Multi-ancestry genome-wide meta-analysis with 472,819 individuals identifies 32 novel risk loci for psoriasis.

BACKGROUND

Psoriasis is a common chronic, recurrent, immune-mediated disease involved in the skin or joints or both. However, deeper insight into the genetic susceptibility of psoriasis is still unclear.

METHODS

Here we performed the largest multi-ancestry meta-analysis of genome-wide association study including 28,869 psoriasis cases and 443,950 healthy controls.

RESULTS

We identified 74 genome-wide significant loci for psoriasis. Of 74 loci, 32 were novel psoriasis risk loci. Across 74 loci, 801 likely causal genes are indicated and 164 causal genes are prioritized. SNP-based heritability analyses demonstrated that common variants explain 15% of genetic risk for psoriasis.

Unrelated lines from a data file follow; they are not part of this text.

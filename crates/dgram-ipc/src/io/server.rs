//! Server I/O actor.
//!
//! Binds the socket path, then serves the receive loop, the send pipeline
//! (server-originated sends carry explicit destinations), per-peer heartbeat
//! tracking, and the self-probe that detects loss of the on-disk socket
//! entry.
//!
//! # Bind sequence
//!
//! 1. Remove a stale socket file at the path; a pre-existing file that is
//!    not a socket is preserved and bind fails.
//! 2. Bind, then `SO_RCVBUF = buffer_size + margin` so a payload of exactly
//!    `buffer_size` bytes fits alongside the kind tag.
//!
//! # Self-probe
//!
//! A bound datagram socket keeps working after its filesystem entry is
//! unlinked, so the server periodically connects a short-lived probe socket
//! to its own path and sends one probe datagram. Once the file is gone the
//! connect fails and the endpoint closes; the reconnect wrapper then
//! re-binds. The probe is a local of the probe routine — it is dropped on
//! this task before any close is initiated.

use std::io;
use std::os::unix::fs::FileTypeExt;
use std::os::unix::net::UnixDatagram as StdUnixDatagram;
use std::path::{Path, PathBuf};
use std::pin::Pin;
use std::time::Duration;

use tokio::net::UnixDatagram;
use tokio::sync::mpsc;
use tokio::time::{Instant, Sleep};
use tracing::{debug, info, warn};

use super::pipeline::{SendCycleStatus, SendPipeline};
use super::{
    dispatch_datagram, set_receive_buffer_size, Flow, IoCommand, IoEvent, IoHandle,
    RECEIVE_BUFFER_MARGIN,
};
use crate::dispatcher::{Dispatcher, Timer};
use crate::entry::{SendKind, SendQueue};
use crate::error::Error;
use crate::heartbeat::PeerTracker;

pub(crate) struct ServerIoConfig {
    pub path: PathBuf,
    pub buffer_size: usize,
    pub server_check_interval: Option<Duration>,
}

/// Spawns the server actor.
pub(crate) fn spawn(
    dispatcher: Dispatcher,
    config: ServerIoConfig,
    queue: SendQueue,
) -> IoHandle {
    let (cmd_tx, cmd_rx) = mpsc::unbounded_channel();
    let (event_tx, event_rx) = mpsc::unbounded_channel();

    tokio::spawn(run(dispatcher, config, queue, cmd_tx.clone(), cmd_rx, event_tx));

    IoHandle {
        cmd: cmd_tx,
        events: event_rx,
    }
}

async fn run(
    dispatcher: Dispatcher,
    config: ServerIoConfig,
    queue: SendQueue,
    cmd_tx: mpsc::UnboundedSender<IoCommand>,
    cmd_rx: mpsc::UnboundedReceiver<IoCommand>,
    events: mpsc::UnboundedSender<IoEvent>,
) {
    let socket = match bind(&config) {
        Ok(socket) => socket,
        Err(err) => {
            debug!(path = %config.path.display(), error = %err, "server bind failed");
            let _ = events.send(IoEvent::BindFailed(err));
            return;
        }
    };

    info!(path = %config.path.display(), "server bound");
    let _ = events.send(IoEvent::Bound);

    let recv_buf = vec![0u8; config.buffer_size + RECEIVE_BUFFER_MARGIN];
    let mut actor = ServerActor {
        pipeline: SendPipeline::new(queue, dispatcher.clone(), events.clone()),
        server_check_timer: Timer::new(&dispatcher),
        config,
        socket,
        tracker: PeerTracker::new(),
        events,
        cmd_rx,
        recv_buf,
        backoff: Box::pin(tokio::time::sleep(Duration::ZERO)),
        backoff_armed: false,
        socket_ready: true,
    };

    actor.start_timer(&cmd_tx);
    actor.run_loop().await;
    actor.shutdown();
}

fn bind(config: &ServerIoConfig) -> Result<UnixDatagram, Error> {
    cleanup_stale_socket(&config.path)?;

    let std_socket = StdUnixDatagram::bind(&config.path)?;
    set_receive_buffer_size(&std_socket, config.buffer_size + RECEIVE_BUFFER_MARGIN)?;
    std_socket.set_nonblocking(true)?;

    Ok(UnixDatagram::from_std(std_socket)?)
}

/// Removes a stale socket file at `path`.
///
/// Only socket files are ever unlinked: a pre-existing regular file (or
/// directory, or anything else) is evidence the path belongs to someone
/// else, so it is preserved and the bind fails.
fn cleanup_stale_socket(path: &Path) -> Result<(), Error> {
    let metadata = match std::fs::symlink_metadata(path) {
        Ok(metadata) => metadata,
        Err(err) if err.kind() == io::ErrorKind::NotFound => return Ok(()),
        Err(err) => return Err(Error::Io(err)),
    };

    if !metadata.file_type().is_socket() {
        return Err(Error::NotASocket(path.to_path_buf()));
    }

    std::fs::remove_file(path)?;
    debug!(path = %path.display(), "removed stale socket file");
    Ok(())
}

struct ServerActor {
    config: ServerIoConfig,
    socket: UnixDatagram,
    pipeline: SendPipeline,
    tracker: PeerTracker,
    events: mpsc::UnboundedSender<IoEvent>,
    cmd_rx: mpsc::UnboundedReceiver<IoCommand>,
    server_check_timer: Timer,
    recv_buf: Vec<u8>,
    backoff: Pin<Box<Sleep>>,
    backoff_armed: bool,
    socket_ready: bool,
}

impl ServerActor {
    fn start_timer(&mut self, cmd: &mpsc::UnboundedSender<IoCommand>) {
        if let Some(interval) = self.config.server_check_interval {
            let cmd = cmd.clone();
            self.server_check_timer.start(interval, move || {
                let _ = cmd.send(IoCommand::ServerCheck);
            });
        }
    }

    async fn run_loop(&mut self) {
        loop {
            let sweep_at = self.tracker.next_wakeup();
            let flow = tokio::select! {
                cmd = self.cmd_rx.recv() => self.handle_command(cmd).await,
                _ = &mut self.backoff, if self.backoff_armed => {
                    self.backoff_armed = false;
                    self.pump().await
                }
                received = self.socket.recv_from(&mut self.recv_buf) => {
                    self.handle_recv(received);
                    Flow::Continue
                }
                _ = tokio::time::sleep_until(sweep_at.unwrap_or_else(Instant::now)),
                    if sweep_at.is_some() =>
                {
                    self.sweep();
                    Flow::Continue
                }
            };

            if flow == Flow::Close {
                return;
            }
        }
    }

    async fn handle_command(&mut self, cmd: Option<IoCommand>) -> Flow {
        match cmd {
            Some(IoCommand::Wake) => self.pump().await,
            Some(IoCommand::ServerCheck) => self.probe().await,
            // Bound-file checks belong to bidirectional clients.
            Some(IoCommand::CheckClientSocket) => Flow::Continue,
            Some(IoCommand::Close) | None => Flow::Close,
        }
    }

    async fn pump(&mut self) -> Flow {
        if !self.socket_ready {
            return Flow::Continue;
        }

        match self.pipeline.drive(&self.socket).await {
            SendCycleStatus::Idle => {
                self.backoff_armed = false;
                Flow::Continue
            }
            SendCycleStatus::Backoff(at) => {
                self.backoff.as_mut().reset(at);
                self.backoff_armed = true;
                Flow::Continue
            }
            SendCycleStatus::Fatal => Flow::Close,
        }
    }

    fn handle_recv(&mut self, received: io::Result<(usize, tokio::net::unix::SocketAddr)>) {
        match received {
            Ok((n, addr)) => {
                let sender = addr.as_pathname().map(Path::to_path_buf);
                dispatch_datagram(&self.recv_buf[..n], sender, &mut self.tracker, &self.events);
            }
            Err(err) => debug!(error = %err, "server receive error ignored"),
        }
    }

    /// Connects a short-lived probe socket to our own path. Failure means
    /// the socket file was removed out from under us.
    async fn probe(&mut self) -> Flow {
        match self.run_probe().await {
            Ok(()) => Flow::Continue,
            Err(err) => {
                warn!(
                    path = %self.config.path.display(),
                    error = %err,
                    "self-probe failed; socket file lost"
                );
                let _ = self
                    .events
                    .send(IoEvent::Error(Error::SocketFileLost(self.config.path.clone())));
                Flow::Close
            }
        }
    }

    async fn run_probe(&self) -> io::Result<()> {
        let probe = UnixDatagram::unbound()?;
        probe.connect(&self.config.path)?;
        probe.send(&[SendKind::ServerCheck.tag()]).await?;
        Ok(())
    }

    fn sweep(&mut self) {
        for peer in self.tracker.take_missed(Instant::now()) {
            let _ = self.events.send(IoEvent::DeadlineExceeded(peer));
        }
    }

    fn shutdown(&mut self) {
        self.socket_ready = false;
        self.server_check_timer.stop();
        self.tracker.clear();

        // We created the socket file at bind; it is ours to remove.
        let _ = std::fs::remove_file(&self.config.path);

        debug!(path = %self.config.path.display(), "server endpoint closed");
        let _ = self.events.send(IoEvent::Closed);
    }
}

Gene-set analyses and the genetic correlation revealed that psoriasis-related genes have the positive correlations with autoimmune diseases such as ulcerative colitis, inflammatory bowel diseases, and Crohn's disease. Gene-drug interaction analysis suggested that psoriasis-associated genes overlapped with targets of current medications for psoriasis. Finally, we used the multi-ancestry meta-analysis to explore drug repurposing and the potential targets for psoriasis.

CONCLUSIONS

We identified 74 genome-wide significant loci for psoriasis. Based on 74 loci, we provided new biological insights to the etiology of psoriasis. Of clinical interest, we gave some hints for 76 potential targets and drug repurposing for psoriasis.